In fact, other than the late President Richard Nixon, basketball player Michael Jordan and a handful of pop stars, Daly may be the best known American face in China, thanks to the long-running series.

After the phenomenal success of the “Beijinger” series, directors began to seek foreign actors. The influx of thousands of foreign students in recent years, many of whom speak excellent Chinese and are willing to work for a Chinese salary, gave them a pool of actors.

China’s central propaganda department still screens television shows and movies after directors finish editing and before audiences can view them. In most cases only those productions with what is deemed a socially redeeming theme pass the test.

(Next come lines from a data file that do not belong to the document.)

//! # Board Definitions
//!
//! Per-board facts the generic family layer cannot know: the crystal on
//! the board, which pins carry the user LEDs, and whether an external
//! watchdog IC must be disarmed before long-running initialization.
//!
//! One board is selected by cargo feature (`triboard-tc387` by default);
//! all definitions compile everywhere, the feature only picks the
//! [`active`] alias.

#![no_std]

pub mod appkit_tc387_adas;
pub mod triboard_tc387;

cfg_if::cfg_if! {
    if #[cfg(feature = "appkit-tc387-adas")] {
        pub use appkit_tc387_adas as active;
    } else {
        pub use triboard_tc387 as active;
    }
}

use tc3xx_hal::port::{self, PadLevel, PadSpeed, PinCommand};
use tc3xx_hal::qspi;

// ============================================================================
// Board description
// ============================================================================

/// One board LED line.
#[derive(Debug, Clone, Copy, PartialEq, Eq)]
pub struct Led {
    /// Port index.
    pub port: usize,
    /// Pin index within the port.
    pub pin: usize,
}

/// SPI wiring towards an external watchdog/safety IC.
#[derive(Debug, Clone, Copy)]
pub struct SpiPins {
    /// Slave select: port, pin, output source.
    pub sls: (usize, usize, u32),
    /// Clock: port, pin, output source.
    pub sclk: (usize, usize, u32),
    /// Master transmit: port, pin, output source.
    pub mtsr: (usize, usize, u32),
    /// Master receive: port, pin (input, pulled up).
    pub mrst: (usize, usize),
}

/// An external watchdog that must be disarmed over QSPI.
#[derive(Debug, Clone, Copy)]
pub struct ExternalWatchdog {
    /// QSPI instance wired to the IC.
    pub qspi_module: usize,
    /// Slave select output configuration.
    pub ssoc: u32,
    /// Command frames that unprotect, disarm and re-protect the IC.
    pub commands: &'static [u16],
    /// Pin wiring.
    pub pins: SpiPins,
}

/// Everything the application needs to know about a board.
pub struct BoardInfo {
    /// Human-readable board name.
    pub name: &'static str,
    /// Crystal frequency [MHz].
    pub xtal_mhz: u32,
    /// User LEDs, one per core by convention.
    pub leds: &'static [Led],
    /// LED polarity: true when driving low lights the LED.
    pub leds_active_low: bool,
    /// External watchdog to disarm, if the board carries one.
    pub external_watchdog: Option<ExternalWatchdog>,
}

/// The selected board.
#[inline]
pub fn board() -> &'static BoardInfo {
    &active::BOARD
}

// ============================================================================
// LEDs
// ============================================================================

/// Requested LED states.
#[derive(Debug, Clone, Copy, PartialEq, Eq)]
pub enum LedState {
    /// LED lit.
    On,
    /// LED dark.
    Off,
    /// Invert.
    Toggle,
}

fn led_command(state: LedState, active_low: bool) -> PinCommand {
    match (state, active_low) {
        (LedState::Toggle, _) => PinCommand::Toggle,
        (LedState::On, false) | (LedState::Off, true) => PinCommand::Set,
        (LedState::On, true) | (LedState::Off, false) => PinCommand::Clear,
    }
}

/// Configure every board LED as a GPIO output and apply `state`.
pub fn led_init_all(state: LedState) {
    let info = board();
    for led in info.leds {
        port::configure_output(
            led.port,
            led.pin,
            port::OUTPUT_SOURCE_GPIO,
            PadLevel::Automotive,
            PadSpeed::Grade1,
        );
        port::set_pin(led.port, led.pin, led_command(state, info.leds_active_low));
    }
    log::debug!("board: {} LEDs ready", info.leds.len());
}

/// Apply `state` to board LED `index`; unknown indices do nothing.
pub fn led_set(index: usize, state: LedState) {
    let info = board();
    if let Some(led) = info.leds.get(index) {
        port::set_pin(led.port, led.pin, led_command(state, info.leds_active_low));
    }
}

// ============================================================================
// External watchdog
// ============================================================================

// QSPI channel setup towards the watchdog IC; identical across the
// boards that carry one.
const WDG_GLOBALCON: u32 = 0x6000_3C00;
const WDG_GLOBALCON1: u32 = 0x0000_0600;
const WDG_ECON: u32 = 0x0000_2947;
const WDG_BACONENTRY: u32 = 0x17A2_4025;

/// Disarm the board's external watchdog, if any.
///
/// Runs once on the reset core before the clock tree is switched; the
/// QSPI kernel is reset before and after so no state leaks into the
/// application's own use of the module.
pub fn disable_external_watchdog() {
    let Some(wdg) = board().external_watchdog.as_ref() else {
        return;
    };
    let Some(module) = qspi::module(wdg.qspi_module) else {
        return;
    };

    if module.globalcon.is_set(qspi::GLOBALCON_EN) {
        qspi::reset_module(module);
    }

    let pins = &wdg.pins;
    port::configure_output(
        pins.sls.0,
        pins.sls.1,
        pins.sls.2,
        PadLevel::Automotive,
        PadSpeed::Grade1,
    );
    port::configure_output(
        pins.sclk.0,
        pins.sclk.1,
        pins.sclk.2,
        PadLevel::Automotive,
        PadSpeed::Grade1,
    );
    port::configure_output(
        pins.mtsr.0,
        pins.mtsr.1,
        pins.mtsr.2,
        PadLevel::Automotive,
        PadSpeed::Grade1,
    );
    port::configure_input(pins.mrst.0, pins.mrst.1, port::InputMode::PullUp);

    qspi::enable_module(module);
    module.globalcon.write(WDG_GLOBALCON);
    module.globalcon1.write(WDG_GLOBALCON1);
    module.ssoc.write(wdg.ssoc);
    module.econ[1].write(WDG_ECON);
    module.baconentry.write(WDG_BACONENTRY);

    qspi::transmit_commands(module, wdg.commands);
    qspi::reset_module(module);

    log::debug!("board: external watchdog disarmed");
}

#[cfg(test)]
mod tests {
    use super::*;
    use tc3xx_hal::sim;

    #[test]
    fn board_crystal_is_servable_by_both_plls() {
        let info = board();
        assert!(tc3xx_hal::scu::pll::plan_system_pll(info.xtal_mhz).is_ok());
        assert!(tc3xx_hal::scu::pll::plan_peripheral_pll(info.xtal_mhz).is_ok());
    }

    #[test]
    fn one_led_per_core_with_distinct_lines() {
        let leds = board().leds;
        assert!(leds.len() >= tc3xx_hal::family::NB_CORES);
        for a in 0..leds.len() {
            for b in (a + 1)..leds.len() {
                assert_ne!(leds[a], leds[b]);
            }
        }
    }

    #[test]
    fn active_low_leds_invert_the_drive() {
        assert_eq!(led_command(LedState::On, true), PinCommand::Clear);
        assert_eq!(led_command(LedState::Off, true), PinCommand::Set);
        assert_eq!(led_command(LedState::On, false), PinCommand::Set);
        assert_eq!(led_command(LedState::Toggle, true), PinCommand::Toggle);
    }

    #[test]
    fn led_set_drives_the_mapped_pin() {
        let _guard = sim::lock();
        let info = board();
        let led = info.leds[0];
        let regs = tc3xx_hal::port::port(led.port).unwrap();
        regs.omr.write(0);

        led_set(0, LedState::Toggle);
        assert_eq!(regs.omr.read(), (1 << (led.pin + 16)) | (1 << led.pin));
        regs.omr.write(0);
    }

    #[test]
    fn unknown_led_indices_do_nothing() {
        let _guard = sim::lock();
        led_set(usize::MAX, LedState::On);
    }
}
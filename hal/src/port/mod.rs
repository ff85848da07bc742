//! # Ports & GPIO
//!
//! Pin configuration and GPIO access. A port carries 16 pins; pin control
//! lives in lane-structured registers - 8 bits per pin in the IOCR group,
//! 4 bits per pin in the pad driver group - so configuration is always a
//! masked read-modify-write of the pin's lane.
//!
//! Output commands go through the OMR register, which sets, clears or
//! toggles a pin in a single write without touching its neighbors.

use crate::family::spec;
use crate::mmio::Reg;
use crate::scu::wdt::EndinitGuard;

// ============================================================================
// Register block
// ============================================================================

/// One port instance.
#[repr(C)]
pub struct PortRegs {
    /// Output latch.
    pub out: Reg,
    /// Output modification: set/clear/toggle single pins.
    pub omr: Reg,
    /// Pin control, 4 pins per register, 8 bits per pin.
    pub iocr: [Reg; 4],
    /// Pin input levels.
    pub input: Reg,
    /// Pad driver control, 8 pins per register, 4 bits per pin.
    pub pdr: [Reg; 2],
}

impl PortRegs {
    pub(crate) const RESET: Self = Self {
        out: Reg::new(0),
        omr: Reg::new(0),
        iocr: [Reg::new(0), Reg::new(0), Reg::new(0), Reg::new(0)],
        input: Reg::new(0),
        pdr: [Reg::new(0), Reg::new(0)],
    };
}

/// The register block of port `n`.
#[inline]
pub fn port(n: usize) -> Option<&'static PortRegs> {
    if n >= spec::NB_PORTS {
        return None;
    }
    cfg_if::cfg_if! {
        if #[cfg(target_arch = "tricore")] {
            // SAFETY: fixed instance addresses from the family memory map.
            Some(unsafe {
                &*(crate::mmio::instance_base(spec::P00_BASE, spec::PORT_STRIDE, n)
                    as *const PortRegs)
            })
        } else {
            Some(&crate::sim::PORTS[n])
        }
    }
}

// ============================================================================
// Pin modes
// ============================================================================

/// Input termination selection.
#[derive(Debug, Clone, Copy, PartialEq, Eq)]
#[repr(u32)]
pub enum InputMode {
    /// No termination.
    Tristate = 0,
    /// Weak pull-down.
    PullDown = 1,
    /// Weak pull-up.
    PullUp = 2,
}

/// Pad level selection.
#[derive(Debug, Clone, Copy, PartialEq, Eq)]
#[repr(u32)]
pub enum PadLevel {
    /// Automotive level pads.
    Automotive = 0,
    /// TTL level pads.
    Ttl = 1,
}

/// Pad driver speed grade.
#[derive(Debug, Clone, Copy, PartialEq, Eq)]
#[repr(u32)]
pub enum PadSpeed {
    /// Strongest edge.
    Grade1 = 1,
    /// Medium edge.
    Grade2 = 2,
    /// Weak edge (EMC friendly).
    Grade3 = 3,
}

/// Output commands accepted by OMR: set = 1, clear = 2, toggle = both.
#[derive(Debug, Clone, Copy, PartialEq, Eq)]
#[repr(u32)]
pub enum PinCommand {
    /// Drive high.
    Set = 1,
    /// Drive low.
    Clear = 2,
    /// Invert.
    Toggle = 3,
}

/// Output signal source: the GPIO output latch (alternate functions use
/// 1..=7).
pub const OUTPUT_SOURCE_GPIO: u32 = 0;

// IOCR pin-control encoding: bit 4 of the PC field selects output,
// bits 0..=1 the input termination; the whole field sits at bits 3..=7
// of the pin's lane.
const IOCR_PC_OUTPUT: u32 = 0x10;

// ============================================================================
// Pin configuration
// ============================================================================

/// Configure a pin as input with the given termination.
pub fn configure_input(port_index: usize, pin: usize, mode: InputMode) {
    let Some(regs) = port(port_index) else {
        return;
    };
    if pin >= 16 {
        return;
    }

    let lane = 8 * (pin % 4) as u32;
    regs.iocr[pin / 4].masked_write(((mode as u32) << 3) << lane, 0xFF << lane);
}

/// Configure a pin as output.
///
/// `source` selects the driving signal (see the PC coding table of the
/// user manual); pad level and speed program the pin's driver stage.
pub fn configure_output(
    port_index: usize,
    pin: usize,
    source: u32,
    level: PadLevel,
    speed: PadSpeed,
) {
    let Some(regs) = port(port_index) else {
        return;
    };
    if pin >= 16 {
        return;
    }

    let lane = 8 * (pin % 4) as u32;
    regs.iocr[pin / 4].masked_write(((IOCR_PC_OUTPUT | source) << 3) << lane, 0xFF << lane);

    // The pad driver registers sit behind the ENDINIT lock.
    let _window = EndinitGuard::open();
    let lane = 4 * (pin % 8) as u32;
    regs.pdr[pin / 8].masked_write((((level as u32) << 3) | speed as u32) << lane, 0xF << lane);
}

// ============================================================================
// GPIO
// ============================================================================

/// Apply an output command to a single pin.
#[inline]
pub fn set_pin(port_index: usize, pin: usize, command: PinCommand) {
    let Some(regs) = port(port_index) else {
        return;
    };
    if pin >= 16 {
        return;
    }

    let ps = (command as u32 & 0x1) << pin;
    let pcl = (command as u32 & 0x2) << (pin + 15);
    regs.omr.write(pcl | ps);
}

/// Read the input level of a pin.
#[inline]
pub fn pin_state(port_index: usize, pin: usize) -> bool {
    match port(port_index) {
        Some(regs) if pin < 16 => regs.input.read() & (1 << pin) != 0,
        _ => false,
    }
}

#[cfg(test)]
mod tests {
    use super::*;
    use crate::sim;

    #[test]
    fn input_configuration_hits_the_right_lane() {
        let _guard = sim::lock();
        let regs = port(14).unwrap();
        regs.iocr[1].write(0xFFFF_FFFF);

        // Pin 5 lives in IOCR1, lane 1 (bits 8..=15).
        configure_input(14, 5, InputMode::PullUp);
        assert_eq!(regs.iocr[1].read(), 0xFFFF_10FF);
        regs.iocr[1].write(0);
    }

    #[test]
    fn output_configuration_programs_control_and_driver() {
        let _guard = sim::lock();
        sim::set_current_core(0);
        let regs = port(33).unwrap();
        regs.iocr[1].write(0);
        regs.pdr[0].write(0);

        configure_output(33, 6, OUTPUT_SOURCE_GPIO, PadLevel::Automotive, PadSpeed::Grade1);
        // Pin 6: IOCR1 lane 2 carries PC = 0x10 << 3.
        assert_eq!(regs.iocr[1].read(), 0x0080_0000);
        // PDR0 lane 6 carries level/speed.
        assert_eq!(regs.pdr[0].read(), 0x0100_0000);

        regs.iocr[1].write(0);
        regs.pdr[0].write(0);
    }

    #[test]
    fn omr_encoding() {
        let _guard = sim::lock();
        let regs = port(0).unwrap();

        set_pin(0, 3, PinCommand::Set);
        assert_eq!(regs.omr.read(), 1 << 3);

        set_pin(0, 3, PinCommand::Clear);
        assert_eq!(regs.omr.read(), 1 << 19);

        set_pin(0, 3, PinCommand::Toggle);
        assert_eq!(regs.omr.read(), (1 << 19) | (1 << 3));
        regs.omr.write(0);
    }

    #[test]
    fn pin_state_reads_the_input_register() {
        let _guard = sim::lock();
        let regs = port(2).unwrap();
        regs.input.write(1 << 9);
        assert!(pin_state(2, 9));
        assert!(!pin_state(2, 8));
        regs.input.write(0);
    }

    #[test]
    fn out_of_range_pins_and_ports_are_no_ops() {
        let _guard = sim::lock();
        assert!(port(spec::NB_PORTS).is_none());
        set_pin(spec::NB_PORTS, 0, PinCommand::Set);
        set_pin(0, 16, PinCommand::Set);
        assert!(!pin_state(spec::NB_PORTS, 0));
        assert!(!pin_state(0, 16));
    }
}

Although “Foreign Gals” director Wang Binglin denies any moral didactic purpose in the series, it appears to be a typical warning of the social and emotional havoc a romantic relationship with a foreigner can bring.

While other series focus on economic issues, “Foreign Gals” tells the tale of cross-cultural romance. According to Wang, “It shows the differences between Western and Chinese culture, but in the end we see that everyone, no matter what nationality, pursues truth, goodness and beauty.” The plot is adapted from a book by Li Weihai, who interviewed more than 50 foreign women students in Beijing. Depicting everything from hygiene habits and language barriers to open sex and easy money, the story realistically depicts foreigners in Beijing, says director Wang.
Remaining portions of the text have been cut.